Lines before the one containing "the embedded default" are to be skipped; reproduce that line and the rest of the records below exactly.

Stored items
———
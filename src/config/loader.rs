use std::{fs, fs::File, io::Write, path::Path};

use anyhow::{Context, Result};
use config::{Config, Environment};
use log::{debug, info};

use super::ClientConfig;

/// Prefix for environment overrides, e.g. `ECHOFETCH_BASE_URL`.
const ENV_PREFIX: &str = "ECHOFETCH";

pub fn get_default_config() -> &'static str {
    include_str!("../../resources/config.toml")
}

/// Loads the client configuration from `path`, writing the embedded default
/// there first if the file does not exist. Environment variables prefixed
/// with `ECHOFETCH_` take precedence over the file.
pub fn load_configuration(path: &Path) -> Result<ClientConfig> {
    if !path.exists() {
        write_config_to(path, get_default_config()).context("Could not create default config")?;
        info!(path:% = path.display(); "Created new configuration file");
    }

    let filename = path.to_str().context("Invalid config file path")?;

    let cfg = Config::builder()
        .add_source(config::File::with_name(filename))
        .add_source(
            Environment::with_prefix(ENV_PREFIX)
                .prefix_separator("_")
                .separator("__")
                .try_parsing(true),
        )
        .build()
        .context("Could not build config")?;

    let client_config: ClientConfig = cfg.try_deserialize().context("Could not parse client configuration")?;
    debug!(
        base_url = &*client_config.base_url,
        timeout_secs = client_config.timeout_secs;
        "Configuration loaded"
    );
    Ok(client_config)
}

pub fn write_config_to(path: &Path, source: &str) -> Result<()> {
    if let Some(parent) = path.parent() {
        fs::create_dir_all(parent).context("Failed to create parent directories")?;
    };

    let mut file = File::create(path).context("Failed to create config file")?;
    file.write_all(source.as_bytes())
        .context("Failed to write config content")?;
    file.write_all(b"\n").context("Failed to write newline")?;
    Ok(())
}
———
Solution
/// Loads the client configuration from `path`, writing the embedded default
/// there first if the file does not exist. Environment variables prefixed
/// with `ECHOFETCH_` take precedence over the file.
pub fn load_configuration(path: &Path) -> Result<ClientConfig> {
    if !path.exists() {
        write_config_to(path, get_default_config()).context("Could not create default config")?;
        info!(path:% = path.display(); "Created new configuration file");
    }

    let filename = path.to_str().context("Invalid config file path")?;

    let cfg = Config::builder()
        .add_source(config::File::with_name(filename))
        .add_source(
            Environment::with_prefix(ENV_PREFIX)
                .prefix_separator("_")
                .separator("__")
                .try_parsing(true),
        )
        .build()
        .context("Could not build config")?;

    let client_config: ClientConfig = cfg.try_deserialize().context("Could not parse client configuration")?;
    debug!(
        base_url = &*client_config.base_url,
        timeout_secs = client_config.timeout_secs;
        "Configuration loaded"
    );
    Ok(client_config)
}

pub fn write_config_to(path: &Path, source: &str) -> Result<()> {
    if let Some(parent) = path.parent() {
        fs::create_dir_all(parent).context("Failed to create parent directories")?;
    };

    let mut file = File::create(path).context("Failed to create config file")?;
    file.write_all(source.as_bytes())
        .context("Failed to write config content")?;
    file.write_all(b"\n").context("Failed to write newline")?;
    Ok(())
}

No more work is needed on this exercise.